#### Provided records:
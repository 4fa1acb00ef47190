//! Error types returned by the engine. None of them are fatal: every error is a
//! value handed back to the caller, and the game state is left untouched.

use derive_more::{Display, Error, From};

/// A rejected call to [`Game::apply_move`](crate::Game::apply_move).
#[derive(Clone, Copy, Debug, PartialEq, Eq, Display, Error)]
pub enum MoveError {
    /// The square is on the board but placing there flips nothing (or it is occupied).
    #[display(fmt = "illegal move at row {}, column {}", row, col)]
    InvalidMove { row: usize, col: usize },

    /// The square is not on the board at all.
    #[display(
        fmt = "row {}, column {} is outside the {}x{} board",
        row,
        col,
        rows,
        cols
    )]
    OutOfBounds {
        row: usize,
        col: usize,
        rows: usize,
        cols: usize,
    },
}

/// A [`BoardConfig`](crate::BoardConfig) that cannot produce a playable board.
#[derive(Clone, Debug, PartialEq, Eq, Display, Error)]
pub enum ConfigError {
    #[display(fmt = "board dimension {} is below the minimum of {}", _0, _1)]
    TooSmall(#[error(not(source))] usize, #[error(not(source))] usize),

    #[display(fmt = "board dimension {} is above the maximum of {}", _0, _1)]
    TooLarge(#[error(not(source))] usize, #[error(not(source))] usize),

    #[display(fmt = "board dimension {} must be even", _0)]
    OddDimension(#[error(not(source))] usize),

    #[display(fmt = "cannot parse board size {:?}", _0)]
    Parse(#[error(not(source))] String),
}

#[derive(Clone, Copy, Debug, PartialEq, Eq, Display, Error)]
pub enum ParseBoardError {
    #[display(fmt = "board has no rows")]
    Empty,

    #[display(fmt = "row {} has {} columns, expected {}", row, found, expected)]
    RaggedRow {
        row: usize,
        found: usize,
        expected: usize,
    },

    #[display(fmt = "unrecognized board character {:?}", _0)]
    BadCharacter(#[error(not(source))] char),
}

#[derive(Clone, Copy, Debug, PartialEq, Eq, Display, Error)]
#[display(fmt = "invalid player string")]
pub struct ParsePlayerError;

/// Failure to read a position written by [`Game::to_notation`](crate::Game::to_notation).
#[derive(Clone, Copy, Debug, PartialEq, Eq, Display, Error, From)]
pub enum ParseGameError {
    #[display(fmt = "missing board")]
    #[from(ignore)]
    MissingBoard,

    #[display(fmt = "missing player to move")]
    #[from(ignore)]
    MissingPlayer,

    #[display(fmt = "unexpected trailing input")]
    #[from(ignore)]
    TrailingInput,

    #[display(fmt = "cannot parse board: {}", _0)]
    Board(ParseBoardError),

    #[display(fmt = "cannot parse player: {}", _0)]
    Player(ParsePlayerError),
}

#### Task prompt:
Could you transcribe every record above exactly as it appears?

#### Result:
repository 4fa1acb00ef47190
//! Error types returned by the engine. None of them are fatal: every error is a
//! value handed back to the caller, and the game state is left untouched.

use derive_more::{Display, Error, From};

/// A rejected call to [`Game::apply_move`](crate::Game::apply_move).
#[derive(Clone, Copy, Debug, PartialEq, Eq, Display, Error)]
pub enum MoveError {
    /// The square is on the board but placing there flips nothing (or it is occupied).
    #[display(fmt = "illegal move at row {}, column {}", row, col)]
    InvalidMove { row: usize, col: usize },

    /// The square is not on the board at all.
    #[display(
        fmt = "row {}, column {} is outside the {}x{} board",
        row,
        col,
        rows,
        cols
    )]
    OutOfBounds {
        row: usize,
        col: usize,
        rows: usize,
        cols: usize,
    },
}

/// A [`BoardConfig`](crate::BoardConfig) that cannot produce a playable board.
#[derive(Clone, Debug, PartialEq, Eq, Display, Error)]
pub enum ConfigError {
    #[display(fmt = "board dimension {} is below the minimum of {}", _0, _1)]
    TooSmall(#[error(not(source))] usize, #[error(not(source))] usize),

    #[display(fmt = "board dimension {} is above the maximum of {}", _0, _1)]
    TooLarge(#[error(not(source))] usize, #[error(not(source))] usize),

    #[display(fmt = "board dimension {} must be even", _0)]
    OddDimension(#[error(not(source))] usize),

    #[display(fmt = "cannot parse board size {:?}", _0)]
    Parse(#[error(not(source))] String),
}

#[derive(Clone, Copy, Debug, PartialEq, Eq, Display, Error)]
pub enum ParseBoardError {
    #[display(fmt = "board has no rows")]
    Empty,

    #[display(fmt = "row {} has {} columns, expected {}", row, found, expected)]
    RaggedRow {
        row: usize,
        found: usize,
        expected: usize,
    },

    #[display(fmt = "unrecognized board character {:?}", _0)]
    BadCharacter(#[error(not(source))] char),
}

#[derive(Clone, Copy, Debug, PartialEq, Eq, Display, Error)]
#[display(fmt = "invalid player string")]
pub struct ParsePlayerError;

/// Failure to read a position written by [`Game::to_notation`](crate::Game::to_notation).
#[derive(Clone, Copy, Debug, PartialEq, Eq, Display, Error, From)]
pub enum ParseGameError {
    #[display(fmt = "missing board")]
    #[from(ignore)]
    MissingBoard,

    #[display(fmt = "missing player to move")]
    #[from(ignore)]
    MissingPlayer,

    #[display(fmt = "unexpected trailing input")]
    #[from(ignore)]
    TrailingInput,

    #[display(fmt = "cannot parse board: {}", _0)]
    Board(ParseBoardError),

    #[display(fmt = "cannot parse player: {}", _0)]
    Player(ParsePlayerError),
}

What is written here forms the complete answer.